So what about your major? Or your grades? The short answer is: neither of us had off-the-charts grades, and we both did fine. And it’s hard to believe that when you’re struggling to find a job. But you will do fine.

My story: what I do might be writing, editing, critical reading, getting up in front of people. I’m listening to people, trying to hear what’s said and not said, trying to come up with solutions. These are skills of my liberal arts education, but they were not all acquired in the classroom OR in the major.

My partner’s story: what any person who’s been in computing for a long time, or most fields for a long time, or on the planet long enough, will tell you: it’s not about the specific skills. The computer languages you learn in college will be outmoded by the time you get your first job. The majority of what you’ll be doing is working with people.

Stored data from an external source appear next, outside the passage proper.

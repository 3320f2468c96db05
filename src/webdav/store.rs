use std::sync::Arc;

use serde::Serialize;

use super::client::{WebDAVClient, WebDAVError};
use super::transport::HttpTransport;
use crate::link::FilePayload;
use crate::settings::Settings;

/// Multi-Status, the expected answer to PROPFIND
const MULTI_STATUS: u16 = 207;

/// Where an uploaded file ended up
#[derive(Debug, Clone, PartialEq, Eq, Serialize)]
#[serde(rename_all = "camelCase")]
pub struct FileInfo {
    pub file_name: String,
    pub url: String,
}

/// Remote attachment store addressed by absolute URLs
pub struct RemoteStore {
    client: WebDAVClient,
}

impl RemoteStore {
    pub fn new(client: WebDAVClient) -> Self {
        Self { client }
    }

    pub fn from_settings(settings: &Settings, transport: Arc<dyn HttpTransport>) -> Result<Self, WebDAVError> {
        let client = WebDAVClient::new(&settings.url, settings.credentials(), transport)?;
        Ok(Self::new(client))
    }

    pub fn client(&self) -> &WebDAVClient {
        &self.client
    }

    /// Absolute URL of a remote path
    pub fn url_for(&self, path: &str) -> String {
        self.client.url(path)
    }

    /// Remote path of a URL on this server. Link targets arrive already
    /// percent-decoded, so the remainder is used as is.
    pub fn path_for(&self, url: &str) -> String {
        let path = url.strip_prefix(self.client.base_url()).unwrap_or(url);
        if path.starts_with('/') {
            path.to_string()
        } else {
            format!("/{}", path)
        }
    }

    pub async fn upload(&self, payload: &FilePayload, path: &str) -> Result<FileInfo, WebDAVError> {
        self.client.put_file_contents(path, &payload.bytes).await?;

        Ok(FileInfo {
            file_name: payload.name.clone(),
            url: self.url_for(path),
        })
    }

    /// Fetch a file, returning its remote name with the bytes
    pub async fn download(&self, url: &str) -> Result<(String, Vec<u8>), WebDAVError> {
        let path = self.path_for(url);
        let file_name = path.rsplit('/').next().unwrap_or(&path).to_string();
        let bytes = self.client.get_file_contents(&path).await?;
        Ok((file_name, bytes))
    }

    pub async fn delete(&self, url: &str) -> Result<(), WebDAVError> {
        self.client.delete_file(&self.path_for(url)).await
    }

    /// Move a file to `new_path` and return its new URL
    pub async fn rename(&self, old_path: &str, new_path: &str) -> Result<String, WebDAVError> {
        let new_path = if new_path.starts_with('/') {
            new_path.to_string()
        } else {
            format!("/{}", new_path)
        };
        self.client.move_file(old_path, &new_path).await?;
        Ok(self.url_for(&new_path))
    }

    /// Probe the server root. `None` means the server answered as expected,
    /// anything else is a diagnostic for the user.
    pub async fn test_connection(&self) -> Option<String> {
        match self.client.custom_request("PROPFIND", "/", &[("Depth", "0")], None).await {
            Ok(response) if response.status == MULTI_STATUS => None,
            Ok(response) => Some(format!("Check connection failed: {}", response.status)),
            Err(e) => Some(e.to_string()),
        }
    }
}
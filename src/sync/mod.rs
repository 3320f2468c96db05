//! Link synchronization.
//!
//! [`operation`] moves a single link's file to or from the server,
//! [`BatchUploader`] and [`BatchDownloader`] run those operations over whole
//! notes, folders or the vault and rewrite the note text, and [`actions`]
//! covers edits driven by the cursor position or a pasted file.

pub mod actions;
mod batch;
pub mod operation;
mod report;

use serde::Serialize;
use thiserror::Error;

use crate::link::{LinkError, LinkInfo};
use crate::settings::Settings;
use crate::vault::{Vault, VaultError, VaultFile};
use crate::webdav::RemoteStore;

pub use batch::{BatchDownloader, BatchSummary, BatchUploader, DeleteError};
pub use report::{render_log, write_log, LOG_FILE_PREFIX};

#[derive(Error, Debug)]
pub enum SyncError {
    #[error("Vault error: {0}")]
    Vault(#[from] VaultError),
    #[error("Link error: {0}")]
    Link(#[from] LinkError),
    #[error("Note not found: '{0}'")]
    NoteNotFound(String),
    #[error("Line {0} is out of range")]
    LineOutOfRange(usize),
    #[error("No link at line {line}, column {column}")]
    NoLinkAtCursor { line: usize, column: usize },
}

/// Everything a sync operation needs, borrowed for its duration
#[derive(Clone, Copy)]
pub struct SyncContext<'a> {
    pub settings: &'a Settings,
    pub vault: &'a dyn Vault,
    pub store: &'a RemoteStore,
}

impl<'a> SyncContext<'a> {
    pub fn new(settings: &'a Settings, vault: &'a dyn Vault, store: &'a RemoteStore) -> Self {
        Self {
            settings,
            vault,
            store,
        }
    }
}

/// Outcome of one link in a batch run
#[derive(Debug, Clone, Serialize)]
#[serde(rename_all = "camelCase")]
pub struct BatchProcessFileResult {
    pub success: bool,
    pub note: VaultFile,
    pub link: LinkInfo,
    /// Remote URL after an upload, vault path after a download
    #[serde(skip_serializing_if = "Option::is_none")]
    pub new_link: Option<String>,
    #[serde(skip_serializing_if = "Option::is_none")]
    pub message: Option<String>,
}

impl BatchProcessFileResult {
    pub fn succeeded(note: &VaultFile, link: LinkInfo, new_link: impl Into<String>) -> Self {
        Self {
            success: true,
            note: note.clone(),
            link,
            new_link: Some(new_link.into()),
            message: None,
        }
    }

    pub fn failed(note: &VaultFile, link: LinkInfo, message: impl Into<String>) -> Self {
        Self {
            success: false,
            note: note.clone(),
            link,
            new_link: None,
            message: Some(message.into()),
        }
    }
}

So what might you do, as young alumni? I’d be remiss if I didn’t include some reading. There are lots of books about the value of a liberal arts education for the 21st-century workplace (you might check out George Anders’s or Richard Detweiler’s work, as a start). Frankly, though, you know this stuff already. You know — or you will know- — the value of exploring those four questions. Daniel Pink’s Drive, I think, is a great book — it’s worth reading simply to identify for yourself how you’re affected by extrinsic versus intrinsic motivation.

But what I would really recommend is having an honest conversation with yourself, or with a good interlocutor, about what you’ve learned. This, I believe, is the professional iteration of the four questions. The hard parts are figuring out what matters to you and then getting yourself into a situation (relationship, location, job, avocation) where you can do that thing some more. Those things that matter may not be related to your major, your current job, or even your current career. It’s our job as faculty and administrators to help you see how your academic experience has given you the tools to continue to ask the questions.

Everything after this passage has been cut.